Barcelone, Turku, Ouagadougou, Mandarari. Une autre semaine d'attentats terroristes. On ne s'habitue jamais à ces carnages, mais le choc semble se transformer plus vite en exaspération. Comme un arrière-goût de lassitude et d'impuissance.

On a l'impression d'avoir déjà tout dit. Les réactions habituelles viennent désormais comme un réflexe : restons unis, ne cédons pas à la peur et ne réduisons pas nos libertés civiles. On répète que les terroristes veulent infléchir notre politique étrangère. Et on rappelle qu'ils veulent semer la haine pour que les musulmans soient ostracisés, et donc plus faciles à recruter. Tout cela est vrai.

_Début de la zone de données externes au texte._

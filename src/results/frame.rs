//! Column-oriented result frames parsed from per-unit CSV tables.

use crate::collection::WorkUnit;
use crate::error::{Error, Result};
use std::io::Read;
use std::path::Path;

/// Image reference column added to every unit's rows.
pub const IMAGE_COLUMN: &str = "Image";
/// Well reference column, present for plate units.
pub const WELL_COLUMN: &str = "Well";
/// Number of detected objects in the unit, repeated on each row.
pub const CELL_COUNT_COLUMN: &str = "Cell_Count";

/// One cell of a result frame.
#[derive(Debug, Clone, PartialEq)]
pub enum Value {
    Int(i64),
    Float(f64),
    Text(String),
    Missing,
}

impl Value {
    /// Parse a CSV field. Empty fields are missing.
    pub fn parse(field: &str) -> Self {
        let field = field.trim();
        if field.is_empty() {
            return Value::Missing;
        }
        if let Ok(i) = field.parse::<i64>() {
            return Value::Int(i);
        }
        match field.parse::<f64>() {
            Ok(f) => Value::Float(f),
            Err(_) => Value::Text(field.to_string()),
        }
    }

    /// Numeric view; `None` for text, NaN for missing.
    pub fn as_f64(&self) -> Option<f64> {
        match self {
            Value::Int(i) => Some(*i as f64),
            Value::Float(f) => Some(*f),
            Value::Missing => Some(f64::NAN),
            Value::Text(_) => None,
        }
    }

    pub fn is_text(&self) -> bool {
        matches!(self, Value::Text(_))
    }
}

impl std::fmt::Display for Value {
    fn fmt(&self, f: &mut std::fmt::Formatter<'_>) -> std::fmt::Result {
        match self {
            Value::Int(i) => write!(f, "{i}"),
            Value::Float(x) => write!(f, "{x}"),
            Value::Text(s) => f.write_str(s),
            Value::Missing => Ok(()),
        }
    }
}

#[derive(Debug, Clone, PartialEq)]
pub struct Column {
    pub name: String,
    pub values: Vec<Value>,
}

/// A table of named, equally long columns.
#[derive(Debug, Clone, Default, PartialEq)]
pub struct ResultFrame {
    columns: Vec<Column>,
    n_rows: usize,
}

impl ResultFrame {
    pub fn new() -> Self {
        Self::default()
    }

    /// Parse a delimited file with a header row.
    pub fn from_csv_path(path: &Path) -> Result<Self> {
        let file = std::fs::File::open(path).map_err(|e| Error::AnalysisExecution {
            stage: "results".to_string(),
            message: format!("failed to open {}: {e}", path.display()),
        })?;
        Self::from_csv_reader(file).map_err(|e| match e {
            Error::AnalysisExecution { stage, message } => Error::AnalysisExecution {
                stage,
                message: format!("{}: {message}", path.display()),
            },
            other => other,
        })
    }

    pub fn from_csv_reader<R: Read>(reader: R) -> Result<Self> {
        let invalid = |e: csv::Error| Error::AnalysisExecution {
            stage: "results".to_string(),
            message: format!("malformed results table: {e}"),
        };

        let mut rdr = csv::ReaderBuilder::new().has_headers(true).from_reader(reader);
        let headers = rdr.headers().map_err(invalid)?.clone();

        let mut columns: Vec<Column> = headers
            .iter()
            .map(|name| Column {
                name: name.to_string(),
                values: Vec::new(),
            })
            .collect();

        let mut n_rows = 0;
        for record in rdr.records() {
            let record = record.map_err(invalid)?;
            for (column, field) in columns.iter_mut().zip(record.iter()) {
                column.values.push(Value::parse(field));
            }
            n_rows += 1;
        }

        Ok(Self { columns, n_rows })
    }

    pub fn n_rows(&self) -> usize {
        self.n_rows
    }

    pub fn n_columns(&self) -> usize {
        self.columns.len()
    }

    pub fn columns(&self) -> &[Column] {
        &self.columns
    }

    pub fn column_names(&self) -> impl Iterator<Item = &str> {
        self.columns.iter().map(|c| c.name.as_str())
    }

    pub fn column(&self, name: &str) -> Option<&Column> {
        self.columns.iter().find(|c| c.name == name)
    }

    /// Add a column, or replace one of the same name.
    ///
    /// The first column added to an empty frame sets the row count.
    pub fn set_column(&mut self, name: &str, values: Vec<Value>) -> Result<()> {
        if self.columns.is_empty() {
            self.n_rows = values.len();
        } else if values.len() != self.n_rows {
            return Err(Error::UnsupportedColumn {
                column: name.to_string(),
                message: format!("has {} rows, frame has {}", values.len(), self.n_rows),
            });
        }
        match self.columns.iter_mut().find(|c| c.name == name) {
            Some(existing) => existing.values = values,
            None => self.columns.push(Column {
                name: name.to_string(),
                values,
            }),
        }
        Ok(())
    }

    /// Add `Image`, `Well` (plate units only) and `Cell_Count` columns.
    pub fn tag_with_unit(&mut self, unit: &WorkUnit) -> Result<()> {
        let n = self.n_rows;
        self.set_column(IMAGE_COLUMN, vec![Value::Text(unit.id.clone()); n])?;
        if let Some(ref well) = unit.well {
            self.set_column(WELL_COLUMN, vec![Value::Text(well.id.clone()); n])?;
        }
        self.set_column(CELL_COUNT_COLUMN, vec![Value::Int(n as i64); n])
    }

    /// Build a frame from complete columns. All columns must have equal length.
    pub fn from_columns(columns: Vec<Column>) -> Result<Self> {
        let mut frame = Self::new();
        for column in columns {
            frame.set_column(&column.name, column.values)?;
        }
        Ok(frame)
    }

    /// Values of one row in column order.
    pub fn row(&self, index: usize) -> Vec<&Value> {
        self.columns.iter().map(|c| &c.values[index]).collect()
    }
}

#[cfg(test)]
mod tests {
    use super::*;
    use crate::collection::WellRef;

    const NUCLEI: &str = "ImageNumber,ObjectNumber,AreaShape_Area,Intensity_MeanIntensity_OrigGreen\n\
                          1,1,120,0.25\n\
                          1,2,98,\n\
                          1,3,143,0.5\n";

    fn unit() -> WorkUnit {
        WorkUnit {
            id: "171499".to_string(),
            name: "A1".to_string(),
            position: 0,
            array_index: 0,
            size_c: 2,
            well: Some(WellRef {
                id: "9510".to_string(),
                row: 0,
                column: 0,
            }),
        }
    }

    #[test]
    fn test_value_parse() {
        assert_eq!(Value::parse("42"), Value::Int(42));
        assert_eq!(Value::parse("-1.5e3"), Value::Float(-1500.0));
        assert_eq!(Value::parse(" "), Value::Missing);
        assert_eq!(Value::parse("nucleus"), Value::Text("nucleus".to_string()));
        assert!(matches!(Value::parse("nan"), Value::Float(f) if f.is_nan()));
    }

    #[test]
    fn test_from_csv() {
        let frame = ResultFrame::from_csv_reader(NUCLEI.as_bytes()).unwrap();
        assert_eq!(frame.n_rows(), 3);
        assert_eq!(frame.n_columns(), 4);
        let intensity = frame.column("Intensity_MeanIntensity_OrigGreen").unwrap();
        assert_eq!(intensity.values[1], Value::Missing);
        assert_eq!(frame.column("AreaShape_Area").unwrap().values[2], Value::Int(143));
    }

    #[test]
    fn test_ragged_csv_is_error() {
        let err = ResultFrame::from_csv_reader("a,b\n1,2\n3\n".as_bytes()).unwrap_err();
        assert!(matches!(err, Error::AnalysisExecution { .. }));
    }

    #[test]
    fn test_tag_with_unit() {
        let mut frame = ResultFrame::from_csv_reader(NUCLEI.as_bytes()).unwrap();
        frame.tag_with_unit(&unit()).unwrap();

        let names: Vec<_> = frame.column_names().collect();
        assert_eq!(&names[4..], ["Image", "Well", "Cell_Count"]);
        assert_eq!(frame.column("Cell_Count").unwrap().values, vec![Value::Int(3); 3]);
        assert_eq!(frame.row(0)[4], &Value::Text("171499".to_string()));
    }

    #[test]
    fn test_tag_dataset_unit_has_no_well() {
        let mut frame = ResultFrame::from_csv_reader(NUCLEI.as_bytes()).unwrap();
        let mut unit = unit();
        unit.well = None;
        frame.tag_with_unit(&unit).unwrap();
        assert!(frame.column("Well").is_none());
    }

    #[test]
    fn test_set_column_length_mismatch() {
        let mut frame = ResultFrame::from_csv_reader(NUCLEI.as_bytes()).unwrap();
        assert!(frame.set_column("Extra", vec![Value::Int(1)]).is_err());
    }

    #[test]
    fn test_from_csv_path() {
        let dir = tempfile::TempDir::new().unwrap();
        let path = dir.path().join("Nuclei.csv");
        std::fs::write(&path, NUCLEI).unwrap();
        assert_eq!(ResultFrame::from_csv_path(&path).unwrap().n_rows(), 3);
        assert!(ResultFrame::from_csv_path(&dir.path().join("missing.csv")).is_err());
    }
}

Au Nigeria et au Burkina Faso, les coupables semblent connus : il s'agirait de Boko Haram et d'Al-Qaïda au Maghreb islamique. En Espagne et en Finlande, les enquêtes commencent à peine. Le groupe État islamique (EI) a revendiqué l'attentat de Barcelone. On ne peut pas en conclure grand-chose, prévenaient toutefois des politologues hier dans La Presse+. C'est vrai, dans le sens où l'on ignore si l'EI a orchestré les attaques. Mais même s'il n'y avait pas de lien organisationnel, cela n'a rien de rassurant.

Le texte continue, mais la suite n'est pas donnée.